Taking Care of Yourself after Divorce [10 Tips]
By Sarah Carlson, CFP®, CLU®, ChFC® |
Taking care of yourself during and after a divorce can be difficult due to the wide array of emotions you're experiencing. This is a painful, and uncertain time—especially if you have never managed your own finances, but have let your spouse take care of you.
You are not alone. Even in today's world, many women rely on "Prince Charming" to provide for their needs. As many as one-quarter of American women do not even work, and may have little knowledge of their and their spouse's bank and investment accounts, cash flow, debts, and financial holdings.
If you followed my advice with giving up financial control, you've already educated yourself by gathering information and documents detailing these accounts. If you haven't performed this step, now is the time, before you seek legal help. Doing so will not only help you make wise decisions for yourself and your future, it will save you attorney's fees.
Now that you know where your and your spouse's money and property are and what you owe, you need to take measures to protect yourself. Divorce often brings out the worst in people, and your spouse is no exception. Many people have found their bank accounts drained or their credit cards charged to the max by a resentful soon-to-be-ex.
Determine Your Destiny
Don't let this be you. Take your destiny into your own hands and consider taking these actions for taking care of yourself:
- Close or freeze jointly held accounts and credit cards.
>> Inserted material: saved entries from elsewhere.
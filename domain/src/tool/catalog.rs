//! Tool catalog
//!
//! The catalog is built once at start-up, then shared read-only (behind an
//! `Arc`) by every conversation session.

use super::invocation::ToolInvocation;
use super::schema::{ParameterKind, ToolSchema};
use super::validation::{ArgumentError, validate_arguments};
use std::collections::{HashMap, HashSet};
use thiserror::Error;

/// Errors raised while assembling a catalog
#[derive(Error, Debug, Clone, PartialEq, Eq)]
pub enum CatalogError {
    #[error("Tool '{0}' is already registered")]
    DuplicateName(String),

    #[error("Invalid schema for tool '{tool}': {reason}")]
    Schema { tool: String, reason: String },
}

/// Ordered, name-indexed set of tool schemas.
#[derive(Debug, Clone, Default)]
pub struct ToolCatalog {
    tools: Vec<ToolSchema>,
    index: HashMap<String, usize>,
}

impl ToolCatalog {
    pub fn new() -> Self {
        Self::default()
    }

    /// Builder-style registration.
    pub fn with_tool(mut self, schema: ToolSchema) -> Result<Self, CatalogError> {
        self.register(schema)?;
        Ok(self)
    }

    /// Add a schema after checking its shape.
    pub fn register(&mut self, schema: ToolSchema) -> Result<(), CatalogError> {
        check_shape(&schema)?;
        if self.index.contains_key(&schema.name) {
            return Err(CatalogError::DuplicateName(schema.name));
        }
        self.index.insert(schema.name.clone(), self.tools.len());
        self.tools.push(schema);
        Ok(())
    }

    /// Look a tool up by name. `None` means the tool is unknown.
    pub fn lookup(&self, name: &str) -> Option<&ToolSchema> {
        self.index.get(name).map(|&i| &self.tools[i])
    }

    pub fn contains(&self, name: &str) -> bool {
        self.index.contains_key(name)
    }

    /// Schemas in registration order.
    pub fn tools(&self) -> &[ToolSchema] {
        &self.tools
    }

    pub fn names(&self) -> impl Iterator<Item = &str> {
        self.tools.iter().map(|t| t.name.as_str())
    }

    pub fn len(&self) -> usize {
        self.tools.len()
    }

    pub fn is_empty(&self) -> bool {
        self.tools.is_empty()
    }

    /// Check an invocation's arguments against its schema.
    pub fn validate(&self, invocation: &ToolInvocation) -> Result<(), ArgumentError> {
        let schema = self
            .lookup(&invocation.name)
            .ok_or_else(|| ArgumentError::UnknownTool(invocation.name.clone()))?;
        validate_arguments(schema, &invocation.arguments)
    }
}

fn check_shape(schema: &ToolSchema) -> Result<(), CatalogError> {
    let fail = |reason: String| CatalogError::Schema {
        tool: schema.name.clone(),
        reason,
    };

    if schema.name.trim().is_empty() {
        return Err(fail("tool name is empty".to_string()));
    }

    let mut seen = HashSet::new();
    for param in &schema.parameters {
        if !seen.insert(param.name.as_str()) {
            return Err(fail(format!("parameter '{}' declared twice", param.name)));
        }
        if let ParameterKind::Enum { values } = &param.kind
            && values.is_empty()
        {
            return Err(fail(format!("parameter '{}' has an empty enumeration", param.name)));
        }
    }

    for required in &schema.required {
        if !seen.contains(required.as_str()) {
            return Err(fail(format!(
                "required parameter '{}' is not declared",
                required
            )));
        }
    }

    Ok(())
}

#[cfg(test)]
mod tests {
    use super::*;
    use crate::tool::schema::ParameterSpec;

    fn event_tool(name: &str) -> ToolSchema {
        ToolSchema::new(name, "test tool")
            .with_required(ParameterSpec::string("professional_id", "Owner"))
            .with_parameter(ParameterSpec::string("summary", "Title"))
    }

    #[test]
    fn test_lookup_registered_and_unknown() {
        let catalog = ToolCatalog::new()
            .with_tool(event_tool("create_calendar_event"))
            .unwrap()
            .with_tool(event_tool("delete_calendar_event"))
            .unwrap();

        assert_eq!(catalog.len(), 2);
        assert_eq!(
            catalog.lookup("create_calendar_event").unwrap().name,
            "create_calendar_event"
        );
        assert!(catalog.lookup("send_sms").is_none());
        assert!(!catalog.contains("send_sms"));
    }

    #[test]
    fn test_registration_order_is_preserved() {
        let catalog = ToolCatalog::new()
            .with_tool(event_tool("b"))
            .unwrap()
            .with_tool(event_tool("a"))
            .unwrap()
            .with_tool(event_tool("c"))
            .unwrap();

        assert_eq!(catalog.names().collect::<Vec<_>>(), vec!["b", "a", "c"]);
    }

    #[test]
    fn test_duplicate_name_rejected() {
        let mut catalog = ToolCatalog::new();
        catalog.register(event_tool("list_calendar_events")).unwrap();
        let err = catalog
            .register(event_tool("list_calendar_events"))
            .unwrap_err();
        assert_eq!(
            err,
            CatalogError::DuplicateName("list_calendar_events".to_string())
        );
        assert_eq!(catalog.len(), 1);
    }

    #[test]
    fn test_undeclared_required_parameter_rejected() {
        let mut schema = event_tool("broken");
        schema.required.push("event_id".to_string());

        let err = ToolCatalog::new().with_tool(schema).unwrap_err();
        assert!(matches!(err, CatalogError::Schema { ref tool, .. } if tool == "broken"));
        assert!(err.to_string().contains("event_id"));
    }

    #[test]
    fn test_empty_name_and_empty_enum_rejected() {
        assert!(ToolCatalog::new().with_tool(ToolSchema::new("  ", "x")).is_err());

        let schema = ToolSchema::new("t", "x").with_parameter(ParameterSpec::enumeration(
            "status",
            "s",
            Vec::<String>::new(),
        ));
        assert!(ToolCatalog::new().with_tool(schema).is_err());
    }

    #[test]
    fn test_duplicate_parameter_rejected() {
        let schema = ToolSchema::new("t", "x")
            .with_parameter(ParameterSpec::string("a", "first"))
            .with_parameter(ParameterSpec::string("a", "again"));
        assert!(ToolCatalog::new().with_tool(schema).is_err());
    }

    #[test]
    fn test_validate_unknown_tool() {
        let catalog = ToolCatalog::new();
        let invocation = ToolInvocation::new("send_sms", serde_json::Map::new());
        assert_eq!(
            catalog.validate(&invocation),
            Err(ArgumentError::UnknownTool("send_sms".to_string()))
        );
    }
}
- Open savings and checking accounts in your name only. Get a credit card in your name only. Make sure that you, and only you, can access these.
- Get a credit report. Consider enrolling in a credit monitoring service so you can get alerts on credit or debt issues that are tied to you.
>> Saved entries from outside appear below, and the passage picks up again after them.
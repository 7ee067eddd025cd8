//! Wire format for `generateContent` requests.
//!
//! Response bodies deserialize straight into
//! [`ResponseTurn`](agendai_domain::ResponseTurn); only the request side needs
//! explicit mapping.

use agendai_application::Exchange;
use agendai_domain::{ConversationTurn, GenerationSettings, ToolCatalog, ToolSchema};
use serde_json::{Map, Value, json};

/// Convert one tool schema to a Gemini function declaration.
///
/// Types are lowercase JSON-schema names; enumerations become `string` with
/// an `enum` list.
pub fn function_declaration(tool: &ToolSchema) -> Value {
    let mut properties = Map::new();
    for param in &tool.parameters {
        let mut prop = Map::new();
        prop.insert("type".to_string(), json!(param.kind.json_type()));
        prop.insert("description".to_string(), json!(param.description));
        if let Some(values) = param.kind.allowed_values() {
            prop.insert("enum".to_string(), json!(values));
        }
        properties.insert(param.name.clone(), Value::Object(prop));
    }

    json!({
        "name": tool.name,
        "description": tool.description,
        "parameters": {
            "type": "object",
            "properties": properties,
            "required": tool.required,
        }
    })
}

/// All catalog tools, in catalog order, wrapped as a single `tools` entry.
pub fn tools_field(catalog: &ToolCatalog) -> Value {
    let declarations: Vec<Value> = catalog.tools().iter().map(function_declaration).collect();
    json!([{ "functionDeclarations": declarations }])
}

pub fn generation_config(settings: &GenerationSettings) -> Value {
    json!({
        "temperature": settings.temperature(),
        "maxOutputTokens": settings.max_output_tokens(),
        "topP": settings.top_p(),
        "topK": settings.top_k(),
    })
}

fn function_response(tool_name: &str, payload: &Value) -> Value {
    // The API only accepts an object as the response.
    let response = match payload {
        Value::Object(_) => payload.clone(),
        other => json!({ "result": other }),
    };
    json!({ "functionResponse": { "name": tool_name, "response": response } })
}

/// Map the session history onto `contents`.
///
/// Model turns with no parts are dropped, and the tool results around them
/// then collapse into one `user` content.
pub fn contents(turns: &[ConversationTurn]) -> Vec<Value> {
    let mut contents: Vec<Value> = Vec::new();
    let mut pending_results: Vec<Value> = Vec::new();

    let flush = |contents: &mut Vec<Value>, pending: &mut Vec<Value>| {
        if !pending.is_empty() {
            contents.push(json!({ "role": "user", "parts": std::mem::take(pending) }));
        }
    };

    for turn in turns {
        match turn {
            ConversationTurn::ToolResult { tool_name, payload } => {
                pending_results.push(function_response(tool_name, payload));
            }
            ConversationTurn::Prompt { text, .. } => {
                flush(&mut contents, &mut pending_results);
                contents.push(json!({ "role": "user", "parts": [{ "text": text }] }));
            }
            ConversationTurn::Response(response) => {
                flush(&mut contents, &mut pending_results);
                let parts: Vec<Value> = response
                    .parts()
                    .filter(|p| p.text.is_some() || p.function_call.is_some())
                    .filter_map(|p| serde_json::to_value(p).ok())
                    .collect();
                if !parts.is_empty() {
                    contents.push(json!({ "role": "model", "parts": parts }));
                }
            }
        }
    }
    flush(&mut contents, &mut pending_results);

    contents
}

/// Full request body for one exchange.
pub fn request_body(exchange: Exchange<'_>) -> Value {
    let mut body = json!({
        "contents": contents(exchange.turns),
        "generationConfig": generation_config(exchange.settings),
    });
    if !exchange.catalog.is_empty() {
        body["tools"] = tools_field(exchange.catalog);
    }
    body
}

#[cfg(test)]
mod tests {
    use super::*;
    use agendai_domain::{ParameterSpec, Part, ResponseTurn, scheduling_catalog};

    #[test]
    fn test_function_declaration() {
        let tool = ToolSchema::new("delete_calendar_event", "Deletes an event")
            .with_required(ParameterSpec::string("event_id", "Event to delete"))
            .with_parameter(ParameterSpec::enumeration("status", "Status", ["pending", "confirmed"]));

        let decl = function_declaration(&tool);

        assert_eq!(decl["name"], "delete_calendar_event");
        assert_eq!(decl["parameters"]["type"], "object");
        assert_eq!(decl["parameters"]["properties"]["event_id"]["type"], "string");
        assert_eq!(
            decl["parameters"]["properties"]["status"]["enum"],
            json!(["pending", "confirmed"])
        );
        assert!(decl["parameters"]["properties"]["event_id"]["enum"].is_null());
        assert_eq!(decl["parameters"]["required"], json!(["event_id"]));
    }

    #[test]
    fn test_contents_mapping() {
        let turns = vec![
            ConversationTurn::prompt("Liste os eventos"),
            ConversationTurn::Response(ResponseTurn::from_parts(vec![
                Part::function_call("list_calendar_events", json!({"professional_id": "p"})),
                Part::function_call("get_calendar_free_busy", json!({"professional_id": "p"})),
            ])),
            ConversationTurn::tool_result("list_calendar_events", json!({"events": []})),
            ConversationTurn::Response(ResponseTurn::from_text("Eventos recebidos.")),
            ConversationTurn::tool_result("get_calendar_free_busy", json!(["not", "an", "object"])),
            ConversationTurn::Response(ResponseTurn::from_text("Agenda livre.")),
        ];

        let contents = contents(&turns);

        assert_eq!(contents.len(), 6);
        assert_eq!(contents[0], json!({"role": "user", "parts": [{"text": "Liste os eventos"}]}));
        assert_eq!(contents[1]["role"], "model");
        assert_eq!(
            contents[1]["parts"][0]["functionCall"]["name"],
            "list_calendar_events"
        );
        assert_eq!(contents[2]["role"], "user");
        assert_eq!(
            contents[2]["parts"][0]["functionResponse"],
            json!({"name": "list_calendar_events", "response": {"events": []}})
        );
        assert_eq!(contents[3]["parts"][0]["text"], "Eventos recebidos.");
        assert_eq!(
            contents[4]["parts"][0]["functionResponse"]["response"],
            json!({"result": ["not", "an", "object"]})
        );
        assert_eq!(contents[5], json!({"role": "model", "parts": [{"text": "Agenda livre."}]}));
    }

    #[test]
    fn test_empty_model_turn_is_dropped() {
        let turns = vec![
            ConversationTurn::prompt("oi"),
            ConversationTurn::Response(ResponseTurn::from_parts(vec![
                Part::function_call("list_calendar_events", json!({})),
                Part::function_call("read_sheet_config", json!({})),
            ])),
            ConversationTurn::tool_result("list_calendar_events", json!({"events": []})),
            ConversationTurn::Response(ResponseTurn::default()),
            ConversationTurn::tool_result("read_sheet_config", json!({"ok": true})),
        ];

        let contents = contents(&turns);

        assert_eq!(contents.len(), 3);
        assert_eq!(contents[2]["parts"].as_array().unwrap().len(), 2);
    }

    #[test]
    fn test_every_candidate_is_replayed() {
        let mut response = ResponseTurn::from_parts(vec![Part::function_call(
            "list_calendar_events",
            json!({}),
        )]);
        let second = ResponseTurn::from_parts(vec![Part::function_call(
            "read_sheet_config",
            json!({}),
        )]);
        response.candidates.extend(second.candidates);
        let answered = response.requested_tool_names();
        let turns = vec![ConversationTurn::prompt("oi"), ConversationTurn::Response(response)];

        let contents = contents(&turns);

        let replayed: Vec<&str> = contents[1]["parts"]
            .as_array()
            .unwrap()
            .iter()
            .filter_map(|p| p["functionCall"]["name"].as_str())
            .collect();
        assert_eq!(replayed, answered);
        assert_eq!(replayed, vec!["list_calendar_events", "read_sheet_config"]);
    }

    #[test]
    fn test_request_body() {
        let catalog = scheduling_catalog().unwrap();
        let settings = GenerationSettings::default();
        let turns = vec![ConversationTurn::prompt("oi")];

        let body = request_body(Exchange {
            turns: &turns,
            settings: &settings,
            catalog: &catalog,
        });

        assert_eq!(body["generationConfig"]["maxOutputTokens"], 1024);
        assert_eq!(body["generationConfig"]["topK"], 40);
        let declarations = body["tools"][0]["functionDeclarations"].as_array().unwrap();
        assert_eq!(declarations.len(), 9);
        assert_eq!(declarations[0]["name"], "list_calendar_events");
    }

    #[test]
    fn test_request_body_without_tools() {
        let catalog = ToolCatalog::new();
        let settings = GenerationSettings::default();
        let body = request_body(Exchange {
            turns: &[],
            settings: &settings,
            catalog: &catalog,
        });
        assert!(body.get("tools").is_none());
        assert_eq!(body["contents"], json!([]));
    }
}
- Change the user names and passwords on all your financial and social media accounts.
- Change your social media settings to restrict access to your personal information so that only your closest friends can see it.
- Establish an alternative mailing address such as a Post Office box, or perhaps a work or friend's address during your transition period. Make sure your ex-spouse cannot access this address.
- Look at insurance alternatives—medical, automobile, and any other insurance you will need—for yourself only.
- Get a handle on your cash flow. Make a list of what you absolutely must have, such as food, insurance, mortgage, and utilities, and tally up the costs. Make another list of discretionary expenses, the "wanna-haves" such as gym membership, haircuts, and children's activities, and their costs. These lists are essential for drawing up a monthly budget—the first step toward financial security.
- Establish your team of advisors. Ask friends for referrals to a good divorce attorney—one who is a problem solver, not a "stir the pot" billing machine. As a Spokane financial advisor, we assist with explaining financial accounts and situations as you uncover them.
- Seek counseling. A good therapist will be an invaluable ally during this trying time, not only helping you process your emotions but also providing feedback as you explore options for work and perhaps even a career. You may need vocational counseling, as well, to help you determine the best employment match for your skills.
Conclusion
During your marriage, you let someone else make the decisions for you. As you divorce, and for the rest of your life, taking care of yourself is your job, starting with getting informed, making wise choices, and actively protecting yourself and your assets.
We are here to help. We help people just like you who are juggling so much during these difficult times. The decisions you make now will have an impact for the rest of your life, getting advice from professionals is a good way to make the right decisions for your future.
The good news is that it's never too late to begin shaping your destiny—nor, when it comes to divorce, is it ever too early to start.